[Opening Task material section]

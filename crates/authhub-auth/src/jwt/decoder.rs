//! JWT token validation.

use jsonwebtoken::{Algorithm, DecodingKey, Validation, decode};

use authhub_core::config::auth::AuthConfig;
use authhub_core::error::AppError;
use authhub_core::result::AppResult;

use super::claims::Claims;

/// Validates bearer tokens.
///
/// Validation is purely computational: signature, expiration, and issuer
/// are all checked from the token itself with no store lookup.
#[derive(Clone)]
pub struct JwtDecoder {
    /// HMAC secret key for verification.
    decoding_key: DecodingKey,
    /// Validation configuration.
    validation: Validation,
}

impl std::fmt::Debug for JwtDecoder {
    fn fmt(&self, f: &mut std::fmt::Formatter<'_>) -> std::fmt::Result {
        f.debug_struct("JwtDecoder")
            .field("validation", &self.validation)
            .finish()
    }
}

impl JwtDecoder {
    /// Creates a new decoder from auth configuration.
    pub fn new(config: &AuthConfig) -> Self {
        let mut validation = Validation::new(Algorithm::HS256);
        validation.validate_exp = true;
        validation.leeway = 5; // seconds of clock skew tolerance
        validation.set_issuer(&[&config.jwt_issuer]);

        Self {
            decoding_key: DecodingKey::from_secret(config.jwt_secret.as_bytes()),
            validation,
        }
    }

    /// Decodes and validates a token string.
    pub fn decode(&self, token: &str) -> AppResult<Claims> {
        let token_data =
            decode::<Claims>(token, &self.decoding_key, &self.validation).map_err(|e| {
                match e.kind() {
                    jsonwebtoken::errors::ErrorKind::ExpiredSignature => {
                        AppError::unauthenticated("Token has expired")
                    }
                    jsonwebtoken::errors::ErrorKind::InvalidToken => {
                        AppError::unauthenticated("Invalid token format")
                    }
                    jsonwebtoken::errors::ErrorKind::InvalidSignature => {
                        AppError::unauthenticated("Invalid token signature")
                    }
                    jsonwebtoken::errors::ErrorKind::InvalidIssuer => {
                        AppError::unauthenticated("Invalid token issuer")
                    }
                    _ => AppError::unauthenticated(format!("Token validation failed: {e}")),
                }
            })?;

        Ok(token_data.claims)
    }

    /// Validates an `Authorization` header value of the form `Bearer <token>`.
    pub fn decode_bearer(&self, header_value: &str) -> AppResult<Claims> {
        let token = header_value
            .strip_prefix("Bearer ")
            .ok_or_else(|| AppError::unauthenticated("Authorization header must be a bearer token"))?;
        self.decode(token.trim())
    }
}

[Closing Task material section]

◆ Aim of the task ◆
Your reply must contain each entry, reproduced exactly.

◆ Your solution ◆
filename crates/authhub-auth/src/jwt/decoder.rs
//! JWT token validation.

use jsonwebtoken::{Algorithm, DecodingKey, Validation, decode};

use authhub_core::config::auth::AuthConfig;
use authhub_core::error::AppError;
use authhub_core::result::AppResult;

use super::claims::Claims;

/// Validates bearer tokens.
///
/// Validation is purely computational: signature, expiration, and issuer
/// are all checked from the token itself with no store lookup.
#[derive(Clone)]
pub struct JwtDecoder {
    /// HMAC secret key for verification.
    decoding_key: DecodingKey,
    /// Validation configuration.
    validation: Validation,
}

impl std::fmt::Debug for JwtDecoder {
    fn fmt(&self, f: &mut std::fmt::Formatter<'_>) -> std::fmt::Result {
        f.debug_struct("JwtDecoder")
            .field("validation", &self.validation)
            .finish()
    }
}

impl JwtDecoder {
    /// Creates a new decoder from auth configuration.
    pub fn new(config: &AuthConfig) -> Self {
        let mut validation = Validation::new(Algorithm::HS256);
        validation.validate_exp = true;
        validation.leeway = 5; // seconds of clock skew tolerance
        validation.set_issuer(&[&config.jwt_issuer]);

        Self {
            decoding_key: DecodingKey::from_secret(config.jwt_secret.as_bytes()),
            validation,
        }
    }

    /// Decodes and validates a token string.
    pub fn decode(&self, token: &str) -> AppResult<Claims> {
        let token_data =
            decode::<Claims>(token, &self.decoding_key, &self.validation).map_err(|e| {
                match e.kind() {
                    jsonwebtoken::errors::ErrorKind::ExpiredSignature => {
                        AppError::unauthenticated("Token has expired")
                    }
                    jsonwebtoken::errors::ErrorKind::InvalidToken => {
                        AppError::unauthenticated("Invalid token format")
                    }
                    jsonwebtoken::errors::ErrorKind::InvalidSignature => {
                        AppError::unauthenticated("Invalid token signature")
                    }
                    jsonwebtoken::errors::ErrorKind::InvalidIssuer => {
                        AppError::unauthenticated("Invalid token issuer")
                    }
                    _ => AppError::unauthenticated(format!("Token validation failed: {e}")),
                }
            })?;

        Ok(token_data.claims)
    }

    /// Validates an `Authorization` header value of the form `Bearer <token>`.
    pub fn decode_bearer(&self, header_value: &str) -> AppResult<Claims> {
        let token = header_value
            .strip_prefix("Bearer ")
            .ok_or_else(|| AppError::unauthenticated("Authorization header must be a bearer token"))?;
        self.decode(token.trim())
    }
}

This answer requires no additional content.